Rund zwei Wochen später, am 24. Februar, schauten die Ermittler dann mit einer Sicherstellungsanordnung im Finanzministerium vorbei. Daraufhin meldete sich Blümels rechte Hand, sein Kabinettschef Clemens-Wolfgang Niedrist, auf dem verschlüsselten Messengerdienst Signal bei Pilnacek und schickte ihm die Sicherstellungsanordnung. Wie Recherchen von STANDARD, "Profil" und ORF zeigen, reagierte Pilnacek am späten Abend, und zwar um 21.46 Uhr: "Das ist ein Putsch!! Lauter Mutmaßungen, es muss Beschwerde gegen HD eingelegt werden." Außerdem fragte der Justiz-Sektionschef: "wer vorbereitet Gernot auf seine Vernehmung?" Diese fand zwei Tage später, am 26. Februar, statt.

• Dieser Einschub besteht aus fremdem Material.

//! Decoder plugin registry and the single renderer slot.
//!
//! The registry creates exactly one decoder instance per registered agent
//! and indexes that instance under every filename suffix the decoder
//! declares. Suffix keys are lowercased on insert and lookup. An ordered map
//! keeps `supported_suffixes` deterministic.

use std::collections::BTreeMap;
use std::sync::{Arc, Mutex};

use audio_engine_plugin::{PluginAgent, PluginInfo, PluginOption};

use crate::state::{SharedDecoder, SharedRenderer};

/// One suffix entry. Entries registered by the same agent share the same
/// decoder instance.
pub(crate) struct DecoderEntry {
    pub agent: Arc<dyn PluginAgent>,
    pub decoder: SharedDecoder,
}

/// A plugin's metadata together with its introspectable options.
#[derive(Clone, Debug)]
pub struct PluginOptionGroup {
    pub plugin: PluginInfo,
    pub options: Vec<PluginOption>,
}

#[derive(Default)]
pub(crate) struct DecoderRegistry {
    entries: BTreeMap<String, DecoderEntry>,
}

impl DecoderRegistry {
    pub fn new() -> Self {
        Self {
            entries: BTreeMap::new(),
        }
    }

    /// Create the agent's decoder and index it under each declared suffix
    /// not already taken. An agent whose every suffix collides registers
    /// nothing and its instance is dropped on return.
    pub fn register(&mut self, agent: &Arc<dyn PluginAgent>) {
        let Some(instance) = agent.create_decoder() else {
            tracing::warn!(plugin = %agent.info().name, "decoder agent produced no decoder");
            return;
        };
        let suffixes = instance.file_suffixes();
        let decoder: SharedDecoder = Arc::new(Mutex::new(instance));

        let mut used = false;
        for suffix in &suffixes {
            let key = suffix.to_ascii_lowercase();
            if !self.entries.contains_key(&key) {
                self.entries.insert(
                    key,
                    DecoderEntry {
                        agent: agent.clone(),
                        decoder: decoder.clone(),
                    },
                );
                used = true;
            }
        }

        if used {
            tracing::info!(
                plugin = %agent.info().name,
                suffixes = ?suffixes,
                "registered decoder plugin"
            );
        } else {
            tracing::debug!(
                plugin = %agent.info().name,
                "decoder plugin registered no suffix, dropping instance"
            );
        }
    }

    /// The shared decoder instance registered by `agent`, if any.
    pub fn instance_of(&self, agent: &Arc<dyn PluginAgent>) -> Option<SharedDecoder> {
        self.entries
            .values()
            .find(|entry| Arc::ptr_eq(&entry.agent, agent))
            .map(|entry| entry.decoder.clone())
    }

    /// Erase every entry registered by `agent`.
    pub fn remove(&mut self, agent: &Arc<dyn PluginAgent>) {
        let before = self.entries.len();
        self.entries
            .retain(|_, entry| !Arc::ptr_eq(&entry.agent, agent));
        if self.entries.len() != before {
            tracing::info!(plugin = %agent.info().name, "unregistered decoder plugin");
        }
    }

    pub fn lookup(&self, suffix: &str) -> Option<SharedDecoder> {
        self.entries
            .get(&suffix.to_ascii_lowercase())
            .map(|entry| entry.decoder.clone())
    }

    pub fn supported_suffixes(&self) -> Vec<String> {
        self.entries.keys().cloned().collect()
    }

    /// Some agent still present in the map, for drain-style removal.
    pub fn first_agent(&self) -> Option<Arc<dyn PluginAgent>> {
        self.entries.values().next().map(|entry| entry.agent.clone())
    }

    /// Option groups for every distinct decoder instance that exposes at
    /// least one option. Instances indexed under several suffixes are
    /// reported once.
    pub fn option_groups(&self) -> Vec<PluginOptionGroup> {
        let mut seen: Vec<*const Mutex<Box<dyn audio_engine_plugin::Decoder>>> = Vec::new();
        let mut groups = Vec::new();
        for entry in self.entries.values() {
            let ptr = Arc::as_ptr(&entry.decoder);
            if seen.contains(&ptr) {
                continue;
            }
            seen.push(ptr);
            let options = entry.decoder.lock().unwrap().options();
            if !options.is_empty() {
                groups.push(PluginOptionGroup {
                    plugin: entry.agent.info(),
                    options,
                });
            }
        }
        groups
    }
}

/// Holds at most one active renderer plugin and its instance.
#[derive(Default)]
pub(crate) struct RendererSlot {
    entry: Option<RendererEntry>,
}

pub(crate) struct RendererEntry {
    pub agent: Arc<dyn PluginAgent>,
    pub renderer: SharedRenderer,
}

impl RendererSlot {
    pub fn new() -> Self {
        Self { entry: None }
    }

    /// Install `agent`'s renderer and open its device. A slot that is
    /// already occupied stays as it is.
    pub fn set(&mut self, agent: &Arc<dyn PluginAgent>) {
        if self.entry.is_some() {
            return;
        }
        let Some(mut instance) = agent.create_renderer() else {
            tracing::warn!(plugin = %agent.info().name, "renderer agent produced no renderer");
            return;
        };
        if let Err(err) = instance.open() {
            tracing::warn!(plugin = %agent.info().name, "renderer open failed: {err:#}");
        }
        tracing::info!(plugin = %agent.info().name, "renderer plugin set");
        self.entry = Some(RendererEntry {
            agent: agent.clone(),
            renderer: Arc::new(Mutex::new(instance)),
        });
    }

    /// Whether the slot is occupied by `agent`.
    pub fn holds(&self, agent: &Arc<dyn PluginAgent>) -> bool {
        self.entry
            .as_ref()
            .is_some_and(|entry| Arc::ptr_eq(&entry.agent, agent))
    }

    /// Close and release the renderer if it was installed by `agent`.
    pub fn unset(&mut self, agent: &Arc<dyn PluginAgent>) {
        if self.holds(agent) {
            self.unset_current();
        }
    }

    /// Close and release whatever renderer is installed.
    pub fn unset_current(&mut self) {
        if let Some(entry) = self.entry.take() {
            entry.renderer.lock().unwrap().close();
            tracing::info!(plugin = %entry.agent.info().name, "renderer plugin unset");
        }
    }

    pub fn renderer(&self) -> Option<SharedRenderer> {
        self.entry.as_ref().map(|entry| entry.renderer.clone())
    }

    pub fn is_set(&self) -> bool {
        self.entry.is_some()
    }

    pub fn volume(&self) -> i32 {
        match &self.entry {
            Some(entry) => entry.renderer.lock().unwrap().volume_level(),
            None => -1,
        }
    }

    pub fn set_volume(&self, level: i32) {
        if let Some(entry) = &self.entry {
            entry.renderer.lock().unwrap().set_volume_level(level);
        }
    }

    pub fn option_group(&self) -> Option<PluginOptionGroup> {
        self.entry.as_ref().map(|entry| PluginOptionGroup {
            plugin: entry.agent.info(),
            options: entry.renderer.lock().unwrap().options(),
        })
    }
}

Disziplinarsenat sah keinen Grund für Suspendierung

Ein Spitzenbeamter im Justizministerium bezeichnete die unabhängigen Ermittlungen der WKStA also als "Putsch" und gab Ratschläge, wie man sich gegen die Maßnahmen seiner Kollegen wehren könnte. Bekannt wurde das nur, weil Pilnaceks Smartphone in einer anderen Sache sichergestellt wurde: Er wird verdächtigt, eine Hausdurchsuchung beim Milliardär Michael Tojner vorab an dessen Rechtsberater, den Ex-Justizminister Wolfgang Brandstetter, verraten zu haben, auch hier gilt die Unschuldsvermutung. Deshalb gelangte Pilnaceks Diensthandy am 15. März 2021 in die Hände der Ermittler. Einen Tag später wurde der seit Sommer 2020 für Legistik zuständige Sektionschef vorläufig suspendiert.

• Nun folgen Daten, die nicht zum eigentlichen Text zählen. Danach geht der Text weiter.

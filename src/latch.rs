//! Counting signalling primitive for the worker handshakes.

use std::sync::{Condvar, Mutex};

/// A post/wait/clear latch.
///
/// Each `post` releases exactly one `wait`; `clear` discards pending posts.
/// The worker threads use three of these apiece: `wake` (engine → worker,
/// start a cycle), `begin` (worker → engine, cycle entered) and `end`
/// (worker → engine, cycle left). A worker clears its own `begin`/`end` at
/// the top of every cycle so stale posts from a previous cycle cannot
/// satisfy a future wait.
pub struct Latch {
    pending: Mutex<u32>,
    cv: Condvar,
}

impl Latch {
    pub fn new() -> Self {
        Self {
            pending: Mutex::new(0),
            cv: Condvar::new(),
        }
    }

    pub fn post(&self) {
        let mut pending = self.pending.lock().unwrap();
        *pending += 1;
        drop(pending);
        self.cv.notify_one();
    }

    /// Block until a post is available, then consume it.
    pub fn wait(&self) {
        let mut pending = self.pending.lock().unwrap();
        while *pending == 0 {
            pending = self.cv.wait(pending).unwrap();
        }
        *pending -= 1;
    }

    /// Discard pending posts.
    pub fn clear(&self) {
        *self.pending.lock().unwrap() = 0;
    }
}

impl Default for Latch {
    fn default() -> Self {
        Self::new()
    }
}

#[cfg(test)]
mod tests {
    use super::*;
    use std::sync::atomic::{AtomicBool, Ordering};
    use std::sync::Arc;
    use std::thread;
    use std::time::Duration;

    #[test]
    fn wait_consumes_a_post() {
        let latch = Latch::new();
        latch.post();
        latch.wait();
        // A second wait would block; verify indirectly via the counter.
        assert_eq!(*latch.pending.lock().unwrap(), 0);
    }

    #[test]
    fn posts_accumulate() {
        let latch = Latch::new();
        latch.post();
        latch.post();
        latch.wait();
        latch.wait();
        assert_eq!(*latch.pending.lock().unwrap(), 0);
    }

    #[test]
    fn clear_discards_pending_posts() {
        let latch = Latch::new();
        latch.post();
        latch.clear();
        assert_eq!(*latch.pending.lock().unwrap(), 0);
    }

    #[test]
    fn wait_blocks_until_posted() {
        let latch = Arc::new(Latch::new());
        let woke = Arc::new(AtomicBool::new(false));

        let latch_waiter = latch.clone();
        let woke_waiter = woke.clone();
        let handle = thread::spawn(move || {
            latch_waiter.wait();
            woke_waiter.store(true, Ordering::SeqCst);
        });

        thread::sleep(Duration::from_millis(20));
        assert!(!woke.load(Ordering::SeqCst));

        latch.post();
        handle.join().unwrap();
        assert!(woke.load(Ordering::SeqCst));
    }
}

Ein von der Ministeriumsspitze unabhängiger Disziplinarsenat entschied vergangene Woche, dass es keine Gründe für eine Suspendierung gibt – dagegen kann das Justizministerium beim Bundesverwaltungsgericht Beschwerde einlegen. Auch die erwähnten Chats zwischen Pilnacek und Finanzkabinettschef Niedrist waren bei dem Disziplinarsenat Thema, ebenso bei einer Sitzung im Kabinett von Justizministerin Alma Zadić (Grüne). Offenbar sah der Disziplinarsenat der Bundesdisziplinarbehörde in den Chats aber keine dienstrechtliche Verfehlung. "Derzeit wird im Justizministerium das weitere Vorgehen geprüft. Wir bitten um Verständnis, dass wir darüber hinaus keine Auskünfte zu laufenden Disziplinarverfahren geben können", sagt ein Ministeriumssprecher. Hinter den Kulissen wird von beiden Seiten allerdings ein Einspruch erwartet.

Finanzministerium: "Rechtlicher Klärungsbedarf"

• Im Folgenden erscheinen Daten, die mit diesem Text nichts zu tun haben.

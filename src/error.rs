//! Engine error type.
//!
//! Configuration problems get their own variants; anything raised by a
//! decoder or renderer plugin is forwarded verbatim inside the matching
//! variant.

use thiserror::Error;

#[derive(Debug, Error)]
pub enum PlayerError {
    /// No registered decoder handles the file's suffix.
    #[error("no decoder registered for file suffix `{0}`")]
    NoDecoder(String),

    /// No renderer plugin has been set.
    #[error("no renderer plugin is set")]
    NoRenderer,

    /// The decoder plugin reported an error.
    #[error("decoder error: {0:#}")]
    Decoder(anyhow::Error),

    /// The renderer plugin reported an error.
    #[error("renderer error: {0:#}")]
    Renderer(anyhow::Error),
}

Die Chatnachrichten zwischen Pilnacek und Niedrist werfen neue Fragen danach auf, welche Netzwerke zwischen ÖVP-nahen Spitzenbeamten existieren und wie diese in den vergangenen Jahren genutzt worden sind. Aus dem Finanzministerium heißt es auf Anfrage zu den Chats: "Die Information über die Sicherstellungsanordnung wurde bereits am 23. Februar über den Rechtsvertreter des Ministers an das Ressort herangetragen, mit der Bitte um Nennung von Ansprechpartnern auf Beamtenebene – diese wurden den zuständigen Behörden unmittelbar genannt." Daraufhin habe es am 24. Februar "ein Treffen zwischen den Vertretern der Ermittlungsbehörden und der zuständigen Ressorts" gegeben.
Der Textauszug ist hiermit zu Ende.